Os fabricantes de automóveis da União Europeia terão de reduzir em 90% as emissões de CO₂ a partir de 2035, anunciou a Comissão Europeia, recuando na proibição total da venda de veículos novos a gasolina e gasóleo prevista na legislação anterior.
Os restantes 10% das emissões poderão ser compensados através do uso de aço de baixo carbono produzido na UE ou de combustíveis sustentáveis, como e-combustíveis e biocombustíveis.
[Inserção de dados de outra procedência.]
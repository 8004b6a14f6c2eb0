//! Tiles and the tile arena
//!
//! Tiles are referenced by [`TileId`]. Blasted tiles go back to a pool and
//! are reused by later spawns, so an id only names a live tile while
//! [`TileArena::is_live`] says so.

use serde::{Deserialize, Serialize};

use super::grid::{CellId, CellPos};

/// Palette index
pub type ColorType = u8;

#[derive(Debug, Clone, Copy, PartialEq, Eq, Hash, PartialOrd, Ord, Serialize, Deserialize)]
pub struct TileId(pub u32);

impl TileId {
    #[inline]
    pub fn index(self) -> usize {
        self.0 as usize
    }
}

/// Tile variants
#[derive(Debug, Clone, Copy, PartialEq, Eq, Default, Serialize, Deserialize)]
pub enum TileKind {
    #[default]
    Regular,
    /// Clears its whole row
    HorizontalClear,
    /// Clears its whole column
    VerticalClear,
    /// Same-color tiles within a square window
    AreaBomb { radius: u8 },
    /// Every regular tile of the target color
    ColorClear { target: ColorType },
}

impl TileKind {
    pub fn is_special(&self) -> bool {
        !matches!(self, TileKind::Regular)
    }

    /// Area a blast of this tile reaches beyond its group, for blocker damage
    pub fn footprint(&self, origin: CellPos) -> Option<Footprint> {
        match *self {
            TileKind::Regular | TileKind::ColorClear { .. } => None,
            TileKind::HorizontalClear => Some(Footprint::Row(origin.y)),
            TileKind::VerticalClear => Some(Footprint::Column(origin.x)),
            TileKind::AreaBomb { radius } => Some(Footprint::Square {
                center: origin,
                radius: i32::from(radius.max(1)),
            }),
        }
    }
}

/// Cells covered by a special tile's effect
#[derive(Debug, Clone, Copy, PartialEq, Eq)]
pub enum Footprint {
    Row(i32),
    Column(i32),
    /// Cells with |dx| < radius and |dy| < radius
    Square { center: CellPos, radius: i32 },
}

impl Footprint {
    pub fn contains(&self, pos: CellPos) -> bool {
        match *self {
            Footprint::Row(y) => pos.y == y,
            Footprint::Column(x) => pos.x == x,
            Footprint::Square { center, radius } => {
                let d = (pos - center).abs();
                d.x < radius && d.y < radius
            }
        }
    }
}

/// A matchable piece
#[derive(Debug, Clone, Serialize, Deserialize)]
pub struct Tile {
    pub id: TileId,
    pub color: ColorType,
    pub kind: TileKind,
    pub score_value: u32,
    /// Back-reference to the cell holding this tile (None while detached or pooled)
    pub(crate) cell: Option<CellId>,
    /// Same-color 4-neighbours, valid right after a neighbour scan
    pub adjacent_same_color: Vec<TileId>,
    /// Size of this tile's same-color component at the last scan
    pub group_hint: usize,
}

impl Tile {
    pub fn cell(&self) -> Option<CellId> {
        self.cell
    }

    fn reset(&mut self, color: ColorType, kind: TileKind, score_value: u32) {
        self.color = color;
        self.kind = kind;
        self.score_value = score_value;
        self.cell = None;
        self.adjacent_same_color.clear();
        self.group_hint = 0;
    }
}

/// Snapshot of a tile carried by events (ids may be recycled later)
#[derive(Debug, Clone, Copy, PartialEq, Eq, Serialize, Deserialize)]
pub struct TileInfo {
    pub id: TileId,
    pub color: ColorType,
    pub kind: TileKind,
    pub score_value: u32,
}

impl From<&Tile> for TileInfo {
    fn from(tile: &Tile) -> Self {
        Self {
            id: tile.id,
            color: tile.color,
            kind: tile.kind,
            score_value: tile.score_value,
        }
    }
}

/// Arena of tiles with a recycling pool
#[derive(Debug, Clone, Default, Serialize, Deserialize)]
pub struct TileArena {
    tiles: Vec<Tile>,
    live: Vec<bool>,
    pool: Vec<TileId>,
}

impl TileArena {
    pub fn new() -> Self {
        Self::default()
    }

    /// Create a detached tile, reusing a pooled slot when one exists
    pub fn spawn(&mut self, color: ColorType, kind: TileKind, score_value: u32) -> TileId {
        if let Some(id) = self.pool.pop() {
            self.tiles[id.index()].reset(color, kind, score_value);
            self.live[id.index()] = true;
            return id;
        }
        let id = TileId(self.tiles.len() as u32);
        self.tiles.push(Tile {
            id,
            color,
            kind,
            score_value,
            cell: None,
            adjacent_same_color: Vec::new(),
            group_hint: 0,
        });
        self.live.push(true);
        id
    }

    /// Return a tile to the pool. The caller must already have detached it from the grid.
    pub fn release(&mut self, id: TileId) -> bool {
        if !self.is_live(id) {
            return false;
        }
        let tile = &mut self.tiles[id.index()];
        tile.cell = None;
        tile.adjacent_same_color.clear();
        self.live[id.index()] = false;
        self.pool.push(id);
        true
    }

    pub fn is_live(&self, id: TileId) -> bool {
        self.live.get(id.index()).copied().unwrap_or(false)
    }

    pub fn get(&self, id: TileId) -> Option<&Tile> {
        self.is_live(id).then(|| &self.tiles[id.index()])
    }

    pub fn get_mut(&mut self, id: TileId) -> Option<&mut Tile> {
        if self.is_live(id) {
            Some(&mut self.tiles[id.index()])
        } else {
            None
        }
    }

    /// Live tiles in id order
    pub fn iter(&self) -> impl Iterator<Item = &Tile> {
        self.tiles
            .iter()
            .zip(&self.live)
            .filter_map(|(t, live)| live.then_some(t))
    }

    pub fn iter_mut(&mut self) -> impl Iterator<Item = &mut Tile> {
        self.tiles
            .iter_mut()
            .zip(&self.live)
            .filter_map(|(t, live)| live.then_some(t))
    }

    pub fn live_count(&self) -> usize {
        self.live.iter().filter(|l| **l).count()
    }

    pub fn pooled_count(&self) -> usize {
        self.pool.len()
    }
}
Com esta alteração, continuará a ser permitida a produção de veículos com motor de combustão interna, incluindo híbridos plug-in, híbridos suaves e extensores de autonomia, para além de 2035.
Bruxelas mantém o incentivo aos veículos totalmente elétricos e a hidrogénio, prevendo ainda “supercréditos” para fabricantes que produzam carros elétricos pequenos e acessíveis dentro da UE. Segundo a Comissão, o objetivo é conciliar a descarbonização do setor com maior flexibilidade para a indústria automóvel.
A decisão surge após forte pressão de vários Estados-Membros e fabricantes, que alertaram para dificuldades económicas, concorrência internacional e fraca procura por veículos elétricos. A proposta terá agora de ser negociada entre o Parlamento Europeu e o Conselho.